START Listed entries
//! Per-table preprocessing: encode labels, drop duplicates, normalize text.

use std::collections::{HashMap, HashSet};

use serde::Serialize;
use tracing::Level;

use crate::config::{DedupKey, PreprocessConfig};
use crate::constants::preprocess::COMPONENT;
use crate::data::{Table, Value};
use crate::diagnostics::SharedDiagnostics;
use crate::errors::PreprocessError;
use crate::labels::LabelEncoder;
use crate::metrics::{LabelSkew, label_skew};
use crate::normalize::{EnglishStemmer, NormalizeStatus, StemmerFactory, TextNormalizer};
use crate::types::LabelCode;

/// Row accounting for one preprocessed table.
#[derive(Clone, Debug, PartialEq, Serialize)]
pub struct PreprocessSummary {
    /// Rows in the input table.
    pub input_rows: usize,
    /// Rows in the returned table.
    pub output_rows: usize,
    /// Rows removed by deduplication.
    pub duplicates_dropped: usize,
    /// Rows whose normalized text is empty (for any reason).
    pub empty_texts: usize,
    /// Rows whose text cell was not a string.
    pub non_text_rows: usize,
    /// Rows whose normalization failed.
    pub failed_rows: usize,
    /// Raw labels in code order.
    pub classes: Vec<String>,
    /// Label balance of the returned table.
    pub label_skew: Option<LabelSkew>,
}

/// Applies label encoding, deduplication, and text normalization to tables.
///
/// Input tables are borrowed and never modified; every call returns a new
/// table and builds its own encoder.
pub struct Preprocessor<F = EnglishStemmer> {
    config: PreprocessConfig,
    normalizer: TextNormalizer<F>,
    diagnostics: SharedDiagnostics,
}

impl Preprocessor<EnglishStemmer> {
    /// English normalizer with the given configuration.
    pub fn new(
        config: PreprocessConfig,
        diagnostics: SharedDiagnostics,
    ) -> Result<Self, PreprocessError> {
        let normalizer = TextNormalizer::new(diagnostics.clone());
        Self::with_normalizer(config, normalizer, diagnostics)
    }
}

impl<F: StemmerFactory> Preprocessor<F> {
    /// Use a caller-built normalizer.
    pub fn with_normalizer(
        config: PreprocessConfig,
        normalizer: TextNormalizer<F>,
        diagnostics: SharedDiagnostics,
    ) -> Result<Self, PreprocessError> {
        Ok(Self {
            config: config.validated()?,
            normalizer,
            diagnostics,
        })
    }

    /// Validated configuration.
    pub fn config(&self) -> &PreprocessConfig {
        &self.config
    }

    /// Preprocess `table` with a label encoder fit on its own target column.
    pub fn preprocess(&self, table: &Table) -> Result<Table, PreprocessError> {
        self.preprocess_with_summary(table).map(|(table, _)| table)
    }

    /// Like [`Preprocessor::preprocess`], also returning row accounting.
    pub fn preprocess_with_summary(
        &self,
        table: &Table,
    ) -> Result<(Table, PreprocessSummary), PreprocessError> {
        self.run(table, None)
    }

    /// Preprocess `table` with a caller-supplied encoder (for shared label codes).
    pub fn preprocess_with_encoder(
        &self,
        table: &Table,
        encoder: &LabelEncoder,
    ) -> Result<(Table, PreprocessSummary), PreprocessError> {
        self.run(table, Some(encoder))
    }

    /// Fit one encoder on the target columns of every table in `tables`.
    pub fn fit_shared_encoder(&self, tables: &[&Table]) -> Result<LabelEncoder, PreprocessError> {
        let mut columns = Vec::with_capacity(tables.len());
        for table in tables {
            let index = table
                .require_column(&self.config.target_column)
                .map_err(|err| self.report_failure(err))?;
            columns.push((*table, index));
        }
        let encoder = LabelEncoder::fit(columns.into_iter().flat_map(|(table, index)| {
            table
                .rows()
                .iter()
                .map(move |row| (row.id, &row.values[index]))
        }))
        .map_err(|err| self.report_failure(err))?;
        self.record(
            Level::INFO,
            format!("shared label encoder fit ({} classes)", encoder.len()),
        );
        Ok(encoder)
    }

    fn run(
        &self,
        table: &Table,
        shared: Option<&LabelEncoder>,
    ) -> Result<(Table, PreprocessSummary), PreprocessError> {
        self.record(Level::INFO, "preprocessing started".to_string());
        self.run_steps(table, shared)
            .map_err(|err| self.report_failure(err))
    }

    fn run_steps(
        &self,
        table: &Table,
        shared: Option<&LabelEncoder>,
    ) -> Result<(Table, PreprocessSummary), PreprocessError> {
        let text_index = table.require_column(&self.config.text_column)?;
        let target_index = table.require_column(&self.config.target_column)?;

        let fitted;
        let encoder = match shared {
            Some(encoder) => encoder,
            None => {
                fitted = LabelEncoder::fit(
                    table
                        .rows()
                        .iter()
                        .map(|row| (row.id, &row.values[target_index])),
                )?;
                &fitted
            }
        };
        let mut output = table.clone();
        for row in output.rows_mut() {
            let code = encoder.transform(&row.values[target_index])?;
            row.values[target_index] = Value::Int(code);
        }
        self.record(
            Level::INFO,
            format!("target column encoded ({} classes)", encoder.len()),
        );

        let input_rows = output.len();
        let key_columns: Vec<usize> = match self.config.dedup_key {
            DedupKey::TextAndTarget => vec![text_index, target_index],
            DedupKey::FullRow => (0..output.column_count()).collect(),
        };
        let mut seen: HashSet<Vec<Value>> = HashSet::with_capacity(input_rows);
        output.retain_rows(|row| {
            seen.insert(
                key_columns
                    .iter()
                    .map(|&index| row.values[index].clone())
                    .collect(),
            )
        });
        let duplicates_dropped = input_rows - output.len();
        self.record(
            Level::INFO,
            format!(
                "duplicates removed ({duplicates_dropped} dropped, {} remaining)",
                output.len()
            ),
        );

        let mut empty_texts = 0;
        let mut non_text_rows = 0;
        let mut failed_rows = 0;
        let mut label_counts: HashMap<LabelCode, usize> = HashMap::new();
        for row in output.rows_mut() {
            let outcome = self.normalizer.normalize_row(row.id, &row.values[text_index]);
            match outcome.status {
                NormalizeStatus::Normalized => {}
                NormalizeStatus::NonText => non_text_rows += 1,
                NormalizeStatus::Failed => failed_rows += 1,
            }
            if outcome.text.is_empty() {
                empty_texts += 1;
            }
            row.values[text_index] = Value::Text(outcome.text);
            if let Some(code) = row.values[target_index].as_int() {
                *label_counts.entry(code).or_insert(0) += 1;
            }
            if row.id % self.config.progress_interval == 0 {
                self.record(Level::DEBUG, format!("transformed {} rows...", row.id));
            }
        }
        self.record(
            Level::INFO,
            format!(
                "text column transformed ({empty_texts} empty, {non_text_rows} non-string, {failed_rows} failed)"
            ),
        );

        let summary = PreprocessSummary {
            input_rows,
            output_rows: output.len(),
            duplicates_dropped,
            empty_texts,
            non_text_rows,
            failed_rows,
            classes: encoder.classes().iter().map(Value::to_string).collect(),
            label_skew: label_skew(&label_counts),
        };
        Ok((output, summary))
    }

    fn report_failure(&self, err: PreprocessError) -> PreprocessError {
        let message = match &err {
            PreprocessError::ColumnNotFound { column } => format!("column not found: '{column}'"),
            other => format!("an error occurred during preprocessing: {other}"),
        };
        self.record(Level::ERROR, message);
        err
    }

    fn record(&self, level: Level, message: String) {
        self.diagnostics.record(level, COMPONENT, &message);
    }
}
END Listed entries
▶ **Exercise details**
Restate every record exactly, leaving nothing out.

▶ **Written reply**
//! Per-table preprocessing: encode labels, drop duplicates, normalize text.

use std::collections::{HashMap, HashSet};

use serde::Serialize;
use tracing::Level;

use crate::config::{DedupKey, PreprocessConfig};
use crate::constants::preprocess::COMPONENT;
use crate::data::{Table, Value};
use crate::diagnostics::SharedDiagnostics;
use crate::errors::PreprocessError;
use crate::labels::LabelEncoder;
use crate::metrics::{LabelSkew, label_skew};
use crate::normalize::{EnglishStemmer, NormalizeStatus, StemmerFactory, TextNormalizer};
use crate::types::LabelCode;

/// Row accounting for one preprocessed table.
#[derive(Clone, Debug, PartialEq, Serialize)]
pub struct PreprocessSummary {
    /// Rows in the input table.
    pub input_rows: usize,
    /// Rows in the returned table.
    pub output_rows: usize,
    /// Rows removed by deduplication.
    pub duplicates_dropped: usize,
    /// Rows whose normalized text is empty (for any reason).
    pub empty_texts: usize,
    /// Rows whose text cell was not a string.
    pub non_text_rows: usize,
    /// Rows whose normalization failed.
    pub failed_rows: usize,
    /// Raw labels in code order.
    pub classes: Vec<String>,
    /// Label balance of the returned table.
    pub label_skew: Option<LabelSkew>,
}

/// Applies label encoding, deduplication, and text normalization to tables.
///
/// Input tables are borrowed and never modified; every call returns a new
/// table and builds its own encoder.
pub struct Preprocessor<F = EnglishStemmer> {
    config: PreprocessConfig,
    normalizer: TextNormalizer<F>,
    diagnostics: SharedDiagnostics,
}

impl Preprocessor<EnglishStemmer> {
    /// English normalizer with the given configuration.
    pub fn new(
        config: PreprocessConfig,
        diagnostics: SharedDiagnostics,
    ) -> Result<Self, PreprocessError> {
        let normalizer = TextNormalizer::new(diagnostics.clone());
        Self::with_normalizer(config, normalizer, diagnostics)
    }
}

impl<F: StemmerFactory> Preprocessor<F> {
    /// Use a caller-built normalizer.
    pub fn with_normalizer(
        config: PreprocessConfig,
        normalizer: TextNormalizer<F>,
        diagnostics: SharedDiagnostics,
    ) -> Result<Self, PreprocessError> {
        Ok(Self {
            config: config.validated()?,
            normalizer,
            diagnostics,
        })
    }

    /// Validated configuration.
    pub fn config(&self) -> &PreprocessConfig {
        &self.config
    }

    /// Preprocess `table` with a label encoder fit on its own target column.
    pub fn preprocess(&self, table: &Table) -> Result<Table, PreprocessError> {
        self.preprocess_with_summary(table).map(|(table, _)| table)
    }

    /// Like [`Preprocessor::preprocess`], also returning row accounting.
    pub fn preprocess_with_summary(
        &self,
        table: &Table,
    ) -> Result<(Table, PreprocessSummary), PreprocessError> {
        self.run(table, None)
    }

    /// Preprocess `table` with a caller-supplied encoder (for shared label codes).
    pub fn preprocess_with_encoder(
        &self,
        table: &Table,
        encoder: &LabelEncoder,
    ) -> Result<(Table, PreprocessSummary), PreprocessError> {
        self.run(table, Some(encoder))
    }

    /// Fit one encoder on the target columns of every table in `tables`.
    pub fn fit_shared_encoder(&self, tables: &[&Table]) -> Result<LabelEncoder, PreprocessError> {
        let mut columns = Vec::with_capacity(tables.len());
        for table in tables {
            let index = table
                .require_column(&self.config.target_column)
                .map_err(|err| self.report_failure(err))?;
            columns.push((*table, index));
        }
        let encoder = LabelEncoder::fit(columns.into_iter().flat_map(|(table, index)| {
            table
                .rows()
                .iter()
                .map(move |row| (row.id, &row.values[index]))
        }))
        .map_err(|err| self.report_failure(err))?;
        self.record(
            Level::INFO,
            format!("shared label encoder fit ({} classes)", encoder.len()),
        );
        Ok(encoder)
    }

    fn run(
        &self,
        table: &Table,
        shared: Option<&LabelEncoder>,
    ) -> Result<(Table, PreprocessSummary), PreprocessError> {
        self.record(Level::INFO, "preprocessing started".to_string());
        self.run_steps(table, shared)
            .map_err(|err| self.report_failure(err))
    }

    fn run_steps(
        &self,
        table: &Table,
        shared: Option<&LabelEncoder>,
    ) -> Result<(Table, PreprocessSummary), PreprocessError> {
        let text_index = table.require_column(&self.config.text_column)?;
        let target_index = table.require_column(&self.config.target_column)?;

        let fitted;
        let encoder = match shared {
            Some(encoder) => encoder,
            None => {
                fitted = LabelEncoder::fit(
                    table
                        .rows()
                        .iter()
                        .map(|row| (row.id, &row.values[target_index])),
                )?;
                &fitted
            }
        };
        let mut output = table.clone();
        for row in output.rows_mut() {
            let code = encoder.transform(&row.values[target_index])?;
            row.values[target_index] = Value::Int(code);
        }
        self.record(
            Level::INFO,
            format!("target column encoded ({} classes)", encoder.len()),
        );

        let input_rows = output.len();
        let key_columns: Vec<usize> = match self.config.dedup_key {
            DedupKey::TextAndTarget => vec![text_index, target_index],
            DedupKey::FullRow => (0..output.column_count()).collect(),
        };
        let mut seen: HashSet<Vec<Value>> = HashSet::with_capacity(input_rows);
        output.retain_rows(|row| {
            seen.insert(
                key_columns
                    .iter()
                    .map(|&index| row.values[index].clone())
                    .collect(),
            )
        });
        let duplicates_dropped = input_rows - output.len();
        self.record(
            Level::INFO,
            format!(
                "duplicates removed ({duplicates_dropped} dropped, {} remaining)",
                output.len()
            ),
        );

        let mut empty_texts = 0;
        let mut non_text_rows = 0;
        let mut failed_rows = 0;
        let mut label_counts: HashMap<LabelCode, usize> = HashMap::new();
        for row in output.rows_mut() {
            let outcome = self.normalizer.normalize_row(row.id, &row.values[text_index]);
            match outcome.status {
                NormalizeStatus::Normalized => {}
                NormalizeStatus::NonText => non_text_rows += 1,
                NormalizeStatus::Failed => failed_rows += 1,
            }
            if outcome.text.is_empty() {
                empty_texts += 1;
            }
            row.values[text_index] = Value::Text(outcome.text);
            if let Some(code) = row.values[target_index].as_int() {
                *label_counts.entry(code).or_insert(0) += 1;
            }
            if row.id % self.config.progress_interval == 0 {
                self.record(Level::DEBUG, format!("transformed {} rows...", row.id));
            }
        }
        self.record(
            Level::INFO,
            format!(
                "text column transformed ({empty_texts} empty, {non_text_rows} non-string, {failed_rows} failed)"
            ),
        );

        let summary = PreprocessSummary {
            input_rows,
            output_rows: output.len(),
            duplicates_dropped,
            empty_texts,
            non_text_rows,
            failed_rows,
            classes: encoder.classes().iter().map(Value::to_string).collect(),
            label_skew: label_skew(&label_counts),
        };
        Ok((output, summary))
    }

    fn report_failure(&self, err: PreprocessError) -> PreprocessError {
        let message = match &err {
            PreprocessError::ColumnNotFound { column } => format!("column not found: '{column}'"),
            other => format!("an error occurred during preprocessing: {other}"),
        };
        self.record(Level::ERROR, message);
        err
    }

    fn record(&self, level: Level, message: String) {
        self.diagnostics.record(level, COMPONENT, &message);
    }
}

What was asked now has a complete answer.